The first time I took part in a group cooking dinner I was very nervous. It was in a converted warehouse, there were 18 of us (all with varying cooking skills) and I knew one other person: the host. But we had a common interest: cooking.
Now you might think that 18 avid food lovers – all strangers – getting together to cook dinner would be a recipe for disaster, particularly in the competitive food age that we live in where, following the likes of Masterchef, everyone is a foodie. But it wasn’t.
Thanks partly to food-centric media and a renewed focus on how our food comes to us, there’s a new kind of dinner party on the rise, and it’s bring-your-apron, not bring-a-plate. Let’s call it a cook-in for want of a better expression, and to all intents it’s a cooking club, but with less defined boundaries.
For Hugh of Richmond and his rotating group of enthusiastic foodie friends the experience is one of complete participation.

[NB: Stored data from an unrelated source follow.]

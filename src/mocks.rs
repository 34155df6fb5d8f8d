use crate::can::{ErrorHandler, HighPriorityHandler, RxHandler};
use crate::config::{OperationMode, RxQueue};
use crate::frame::Frame;
use crate::message::{RxElement, TxElement};
use crate::peripheral::Peripheral;
use crate::registers::{
    GlobalFilterReg, HighPriorityStatusReg, InterruptFlags, NominalBitTimingReg, StandardFilterElement,
};
use crate::status::{HighPriorityStatus, Status};
use alloc::vec::Vec;
use core::cell::RefCell;
use embedded_hal::delay::DelayNs;
use embedded_time::clock::Error;
use embedded_time::duration::Duration;
use embedded_time::fixed_point::FixedPoint;
use embedded_time::fraction::Fraction;
use embedded_time::timer::param::{Armed, OneShot};
use embedded_time::{Clock, Instant, Timer};
use mockall::mock;
use std::sync::Mutex;

#[derive(Debug, PartialEq, Eq)]
pub struct TestClock {
    pub next_instants: RefCell<Vec<u64>>,
}

impl TestClock {
    pub fn new(next_instants: Vec<u64>) -> Self {
        Self {
            next_instants: RefCell::new(next_instants),
        }
    }
}

impl Clock for TestClock {
    type T = u64;
    const SCALING_FACTOR: Fraction = Fraction::new(1, 1_000_000);

    fn try_now(&self) -> Result<Instant<Self>, Error> {
        if self.next_instants.borrow().len() == 0 {
            return Err(Error::Unspecified);
        }

        Ok(Instant::new(self.next_instants.borrow_mut().remove(0)))
    }

    fn new_timer<Dur>(&self, duration: Dur) -> Timer<OneShot, Armed, Self, Dur>
    where
        Dur: Duration + FixedPoint,
    {
        Timer::new(self, duration)
    }
}

mock! {
    pub Fdcan {}

    impl Peripheral for Fdcan {
        fn reset(&self) -> Result<(), Status>;
        fn write_bit_timing(&self, timing: NominalBitTimingReg) -> Result<(), Status>;
        fn write_operation(&self, mode: OperationMode, auto_retransmission: bool) -> Result<(), Status>;
        fn write_global_filter(&self, filter: GlobalFilterReg) -> Result<(), Status>;
        fn write_filter(&self, slot: u8, element: StandardFilterElement) -> Result<(), Status>;
        fn write_interrupts(&self, line0: InterruptFlags, line1: InterruptFlags) -> Result<(), Status>;
        fn start(&self) -> Result<(), Status>;
        fn stop(&self) -> Result<(), Status>;
        fn pending_interrupts(&self) -> InterruptFlags;
        fn clear_interrupts(&self, flags: InterruptFlags) -> Result<(), Status>;
        fn rx_fill_level(&self, queue: RxQueue) -> u8;
        fn read_rx(&self, queue: RxQueue) -> Result<RxElement, Status>;
        fn write_tx(&self, element: &TxElement) -> Result<(), Status>;
        fn high_priority_status(&self) -> HighPriorityStatusReg;
    }
}

mock! {
    pub Delay {}

    impl DelayNs for Delay {
        fn delay_ns(&mut self, ns: u32);
        fn delay_us(&mut self, us: u32);
        fn delay_ms(&mut self, ms: u32);
    }
}

impl MockFdcan {
    /// Accepts the register writes of the given number of `Controller::init` calls
    pub fn expect_configuration(&mut self, times: usize) {
        self.expect_reset().times(times).returning(|| Ok(()));
        self.expect_write_bit_timing().times(times).returning(|_| Ok(()));
        self.expect_write_operation().times(times).returning(|_, _| Ok(()));
        self.expect_write_global_filter().times(times).returning(|_| Ok(()));
        self.expect_write_interrupts().times(times).returning(|_, _| Ok(()));
    }

    pub fn expect_start_once(&mut self) {
        self.expect_start().times(1).returning(|| Ok(()));
    }
}

/// Records every callback invocation
#[derive(Default)]
pub struct RecordingHandler {
    pub frames: Mutex<Vec<(RxQueue, Frame)>>,
    pub errors: Mutex<Vec<InterruptFlags>>,
    pub high_priority: Mutex<Vec<HighPriorityStatus>>,
}

impl RecordingHandler {
    pub fn frames(&self) -> Vec<(RxQueue, Frame)> {
        self.frames.lock().unwrap().clone()
    }

    pub fn errors(&self) -> Vec<InterruptFlags> {
        self.errors.lock().unwrap().clone()
    }

    pub fn high_priority(&self) -> Vec<HighPriorityStatus> {
        self.high_priority.lock().unwrap().clone()
    }
}

impl RxHandler for RecordingHandler {
    fn on_frame(&self, queue: RxQueue, frame: &Frame) {
        self.frames.lock().unwrap().push((queue, *frame));
    }
}

impl ErrorHandler for RecordingHandler {
    fn on_error(&self, reasons: InterruptFlags) {
        self.errors.lock().unwrap().push(reasons);
    }
}

impl HighPriorityHandler for RecordingHandler {
    fn on_high_priority(&self, status: &HighPriorityStatus) {
        self.high_priority.lock().unwrap().push(*status);
    }
}
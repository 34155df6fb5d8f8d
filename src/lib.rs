#![cfg_attr(not(test), no_std)]
#![cfg_attr(feature = "strict", deny(warnings))]

//! # Driver for the FDCAN peripheral in classic CAN mode
//!
//! Crate currently offer the following features:
//! * Classic CAN 2.0 frames with standard (11-bit) identifiers
//! * Bit timing configuration and calculation
//! * Range, dual-id and mask acceptance filters routing to both RX FIFOs
//! * Interrupt dispatching to registered receive, error and high priority callbacks
//! * Bounded, interrupt safe hand-off of received frames to a receive task
//! * no_std support
//!
//! Register access is abstracted by the [peripheral::Peripheral] trait. [example::ExamplePeripheral] is a software
//! model of the peripheral used by the examples below.
//!
//!## CAN Tx/Rx example
//!
//!```
//!use fdcan_classic::can::Controller;
//!use fdcan_classic::channel::{OverflowPolicy, RxChannel, RX_CHANNEL_DEPTH};
//!use fdcan_classic::config::*;
//!use fdcan_classic::example::{ExampleClock, ExamplePeripheral};
//!use fdcan_classic::filter::{Filter, FilterAction};
//!use fdcan_classic::registry::{ControllerRegistry, Instance};
//!use fdcan_classic::task::bring_up;
//!use embedded_time::duration::Milliseconds;
//!
//!// Filled by the FDCAN1 interrupt, drained by the receive task
//!let channel: RxChannel<RX_CHANNEL_DEPTH> = RxChannel::new(OverflowPolicy::DropNewest);
//!
//!let mut registry = ControllerRegistry::new();
//!registry.register(Controller::new(Instance::Fdcan1, ExamplePeripheral::new())).unwrap();
//!let controller = registry.get(Instance::Fdcan1).unwrap();
//!
//!let config = Configuration {
//!    bit_timing: BitTiming {
//!        prescaler: 4,
//!        seg1: 8,
//!        seg2: 1,
//!        sync_jump_width: 1,
//!    },
//!    default_action: DefaultAction::Reject,
//!    interrupts: RxInterrupts::Fifo0,
//!    mode: OperationMode::InternalLoopback,
//!    auto_retransmission: true,
//!};
//!let filters = [Filter::range(0x100, 0x1FF, FilterAction::ToFifo0).unwrap()];
//!bring_up(controller, &config, &filters, &channel).unwrap();
//!
//!// Transmit CAN message
//!controller.send(0x123, &[1, 2, 3, 4, 5, 6, 7, 8]).unwrap();
//!
//!// FDCAN1 interrupt vector
//!registry.on_interrupt(Instance::Fdcan1).unwrap();
//!
//!// Receive task
//!let frame = channel.receive_timeout(Milliseconds(10), &ExampleClock::default()).unwrap();
//!assert_eq!(0x123, frame.raw_id());
//!assert_eq!(&[1, 2, 3, 4, 5, 6, 7, 8], frame.data());
//!```

pub mod can;
pub mod channel;
pub mod config;
mod dispatch;
pub mod driver;
pub mod filter;
pub mod frame;
pub mod message;
pub mod peripheral;
pub mod registers;
pub mod registry;
pub mod status;
pub mod task;

pub mod example;
#[cfg(test)]
extern crate alloc;
#[cfg(test)]
pub(crate) mod mocks;
#[cfg(test)]
mod tests;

“The friends that I have evolved the cooking dinners with turn up enthusiastically and get involved,” says the food and wine devotee, adding that it’s a self-weeding process. Non-participants simply tend to opt out of future dinners, which Hugh estimates happens about once a fortnight in his open-plan kitchen. “It grows organically, but it works because I have the space to accommodate a big group cooking together, and that’s not something everyone has access to.”
But it’s about so much more than space. Hugh draws on the varying cultural backgrounds and experiences of his cooking circle to share the techniques and skills of particular cuisines. Guests can either contribute or learn at each dinner and where knowledge is lacking the group experiments together. Themes have included Mexican, Spanish, Japanese, Italian and Malaysian.
It’s a similar idea for food blogger and New Media enthusiast Jess Ho, with her first cook-in growing out of a twitter conversation into a full-blown dumpling-making workshop in her kitchen.
“We were all on twitter and someone brought up dumplings. We were debating who makes better dumplings, then someone said ‘We should get together and make some.’ Suddenly there were more people wanting to come. So in the end I asked everyone to DM (direct message) me, and I organised it.” In this food-focused context it was as simple as a suggestion.
“We called it a dumpling party and it was held at my house,” Ho says, adding that the thought of having a bunch of (then) mostly strangers into her home to cook didn’t worry her because of the common interest of the group.
Since then, gatherings have included more dumplings, ramen and a Momofuku cookbook dinner, with future plans for a Bourke Street Bakery cook-in and an offal dinner, with everyone sharing their expertise, knowledge and cultural heritage with the group.
But beyond access to a great space and skill sharing there’s another dimension to cooking together that these groups find equally important. It’s a chance to bond with like-minded people. For the girls of the food blog Trotski & Ash, their love of food transformed them from home cooks to food bloggers, cooking-club organisers and more recently caterers.
“The intimacy of the kitchen, and the kitchen table is an old notion,” says Sarah Trotter when asked why she thinks more people are cooking together and what she loves about cooking with blog partner Romy Ash. “[We enjoy] learning from one another, but also it’s simply nice to spend time together in the kitchen, chatting, telling stories and then sharing a meal. To simply sit down at a table together when we live such frantic, busy, lives is enjoyable.”
And certainly the friendships that develop around the act of cooking together seem to last.
“We've had quite a number of people form friendships through our events, although no romances that I know of,” jokes Sarah Robins, project manager of the Victorian Cook Here and Now events hosted by Slow Food Melbourne, which encourage people to come together at farmers’ markets to cook local produce.
“The purpose of CHN has been to introduce people to good, clean, fair food, [to] share their skills and stories and enjoy eating it in a convivial atmosphere – as per the Slow Food philosophy,” she says, noting the swell in interest since the events stared in April this year. That swell in numbers includes repeat participants.
Back at the warehouse, several hours later, dinner was on the table and the 18 of us toasted our success like we’d known each other for years. The sense of group pride in the meal was palpable. Everyone had contributed to at least one dish and we’d swapped phone numbers. The results were spectacular.
The only drawback? With a group cook-in that big, there were never going to be leftovers.